Is this vein isolated or not? How a new advanced algorithm helps find unconventional far-field sources

Multielectrode mapping catheters placed within pulmonary veins (PVs) usually detect an initial far-field electrogram (EGM) and then a sharp near-field EGM, which represents the local PV activity. The PV myocardial origin of the second potential is indicated by near-field characteristics of higher voltage and slope, proximal to distal activation within the vein. However, as there is significant overlap of amplitudes and slopes, these parameters do not reliably distinguish between the 2 potentials. For this reason, when multiple far-field components are present inside a vein, distinguishing electrically active tissue inside the vein from electrically active neighboring tissue can be challenging.

To our knowledge, the present case report is the first to describe the characterization of local PV activity by means of an ultra-high-density Rhythmia mapping system (Boston Scientific, Marlborough, MA) and the new automated Lumipoint software (Boston Scientific), which helps to find far-field sources when multiple signals are detected inside a vein.

A 50-year-old woman presented for radiofrequency ablation of paroxysmal atrial fibrillation. The left atrium (LA) and PVs were mapped by means of the Orion multipolar basket catheter (Boston Scientific) and Rhythmia mapping system during coronary sinus pacing. After point-by-point ablation of each vein, the Orion catheter was positioned in the left superior pulmonary vein (LSPV), where 2 components were detected (Figure 1); the first one was blunt and far-field-looking, while the second was sharp and near-field-looking. Is this vein isolated? Indeed, the vein could seem to be connected, if one assumes that the far-field-looking component is coming from the left atrial appendage (LAA), which is a common far-field source for this location, and that the second, high-frequency signal is the local vein activity. However, a quick comparison with the Orion signals detected in the LSPV before ablation (Figure 2) immediately shows that radiofrequency ablation around this vein led to the disappearance of a third, high-frequency potential, which was the real vein activity. Consequently, the first 2 components detected inside the LSPV were both far-field potentials coming from unknown sources that needed to be identified. The Lumipoint software is a new map analysis tool with different features that can be selected in order to provide a comprehensive overview of Orion signals. Among these features, the simple activation search tool allows the operator to open a green search window inside the mapping window, so that the software will illuminate every EGM on the map that has a marked deflection falling within that search window, irrespective of whether or not that deflection has been chosen as the EGM annotation on the activation map.
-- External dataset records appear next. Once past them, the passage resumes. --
//! SQLite persistence for the points auction engine.
//!
//! One authoritative store with two jobs:
//! - the `engine_state` document, rewritten after every state-mutating
//!   operation, read once at startup for crash recovery
//! - the append-only `lot_results` log, one row per winning bid (and one
//!   empty row per unsold lot) for audit and manual reconciliation
//!
//! This crate ONLY handles persistence; it knows nothing about timers or
//! protocol rules.

mod schema;
mod store;

pub use schema::{StorageConfig, init_schema};
pub use store::SqliteStore;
By moving the Lumipoint acquisition window on each LSPV signal, the software can immediately illuminate every neighboring tissue that has a simultaneous activation and that can potentially behave as a far-field source for the vein. In the present case, when the first LSPV component fell within the Lumipoint acquisition window, the low anterior atrium was illuminated. At this point, the green window was shifted to the second vein component and the LAA was illuminated. Pacing both from the low anterior atrium and from the LAA confirmed that the first 2 LSPV components were far-field signals coming from those regions (Figure 3).

The use of the Orion catheter, in comparison with conventional circular catheters, has been shown to improve recordings of PV potentials after incomplete ablation, owing to its small, closely spaced electrodes, which allow better discrimination of near-field PV potentials.

Despite this improved mapping resolution, multiple far-field activities originating from neighboring anatomical structures can still be detected inside the vein, leading the electrophysiologist to use pacing maneuvers to avoid unnecessary ablation.

However, when far-field EGMs are “PV-like signals” or originate from an unconventional far-field source (like the LA), the differential diagnosis can be time-consuming, requiring multiple pacing maneuvers to find the specific atrial site likely to be responsible for the far-field component of the PV EGM.

The new Lumipoint acquisition window tool illuminates every area of the LA that has a marked activity falling within it. Using this tool sequentially on each PV component, the physician is immediately addressed to the specific left atrial site whose activation is simultaneous with the vein component under investigation. Pacing from this region can quickly confirm the diagnosis of far-field origin of the vein signal.

In our case, this workflow pinpointed and accelerated the search for the far-field source responsible for the first far-field vein component, which unexpectedly turned out to be the LA; this is not a common far-field source for the LSPV. With the same approach, the second, high-frequency vein component was quickly identified as far-field activity from the LAA.